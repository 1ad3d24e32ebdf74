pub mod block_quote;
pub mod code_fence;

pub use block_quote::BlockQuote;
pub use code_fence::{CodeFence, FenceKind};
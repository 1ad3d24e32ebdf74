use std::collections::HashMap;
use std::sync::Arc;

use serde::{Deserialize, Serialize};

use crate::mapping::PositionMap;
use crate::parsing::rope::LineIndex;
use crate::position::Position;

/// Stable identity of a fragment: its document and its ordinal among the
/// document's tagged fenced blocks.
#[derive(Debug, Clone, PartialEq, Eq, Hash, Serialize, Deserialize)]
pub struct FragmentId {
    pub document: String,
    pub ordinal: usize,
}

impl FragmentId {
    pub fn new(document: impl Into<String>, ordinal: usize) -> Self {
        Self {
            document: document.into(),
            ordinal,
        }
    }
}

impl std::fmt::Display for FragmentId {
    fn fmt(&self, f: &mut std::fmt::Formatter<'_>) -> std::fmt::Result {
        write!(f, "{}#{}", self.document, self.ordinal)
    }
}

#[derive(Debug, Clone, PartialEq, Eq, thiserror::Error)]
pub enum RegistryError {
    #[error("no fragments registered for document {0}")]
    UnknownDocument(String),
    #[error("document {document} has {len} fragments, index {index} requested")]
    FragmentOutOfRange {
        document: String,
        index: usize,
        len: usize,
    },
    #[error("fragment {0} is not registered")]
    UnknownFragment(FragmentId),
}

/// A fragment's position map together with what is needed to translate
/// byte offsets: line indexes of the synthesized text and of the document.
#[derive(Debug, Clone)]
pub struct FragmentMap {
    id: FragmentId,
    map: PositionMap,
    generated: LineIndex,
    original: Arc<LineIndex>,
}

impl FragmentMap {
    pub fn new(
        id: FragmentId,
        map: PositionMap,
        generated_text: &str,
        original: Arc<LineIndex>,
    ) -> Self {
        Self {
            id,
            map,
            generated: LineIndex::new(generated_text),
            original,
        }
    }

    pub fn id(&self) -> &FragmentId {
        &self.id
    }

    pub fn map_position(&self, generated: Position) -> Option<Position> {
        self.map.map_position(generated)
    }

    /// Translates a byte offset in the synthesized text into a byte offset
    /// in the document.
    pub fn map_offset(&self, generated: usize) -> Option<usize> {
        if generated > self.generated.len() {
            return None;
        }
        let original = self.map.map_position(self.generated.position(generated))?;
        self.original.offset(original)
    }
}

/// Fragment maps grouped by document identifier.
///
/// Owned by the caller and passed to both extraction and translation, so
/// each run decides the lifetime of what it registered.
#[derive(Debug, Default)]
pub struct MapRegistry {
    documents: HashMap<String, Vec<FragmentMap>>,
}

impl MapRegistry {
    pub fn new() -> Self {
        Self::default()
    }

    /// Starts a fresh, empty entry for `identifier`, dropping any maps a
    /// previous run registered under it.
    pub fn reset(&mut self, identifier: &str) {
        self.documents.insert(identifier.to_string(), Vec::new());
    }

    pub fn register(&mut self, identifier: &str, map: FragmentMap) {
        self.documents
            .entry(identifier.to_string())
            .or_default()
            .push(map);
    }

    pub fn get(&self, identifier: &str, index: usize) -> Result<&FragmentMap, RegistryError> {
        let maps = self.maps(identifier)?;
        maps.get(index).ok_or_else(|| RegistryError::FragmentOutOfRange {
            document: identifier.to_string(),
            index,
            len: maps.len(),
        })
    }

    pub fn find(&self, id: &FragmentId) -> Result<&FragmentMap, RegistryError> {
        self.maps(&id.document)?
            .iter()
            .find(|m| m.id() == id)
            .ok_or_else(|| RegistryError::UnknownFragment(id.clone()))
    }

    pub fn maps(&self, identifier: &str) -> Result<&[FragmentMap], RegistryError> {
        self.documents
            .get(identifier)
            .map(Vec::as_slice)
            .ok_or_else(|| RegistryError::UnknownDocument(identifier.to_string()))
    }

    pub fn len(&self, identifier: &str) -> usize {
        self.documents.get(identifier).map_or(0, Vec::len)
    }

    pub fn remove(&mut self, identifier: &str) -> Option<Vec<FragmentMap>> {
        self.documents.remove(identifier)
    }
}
══════════════════════════════
The answer must be every line of the records that holds the string "original".

    original: Arc<LineIndex>,
        original: Arc<LineIndex>,
            original,
        let original = self.map.map_position(self.generated.position(generated))?;
        self.original.offset(original)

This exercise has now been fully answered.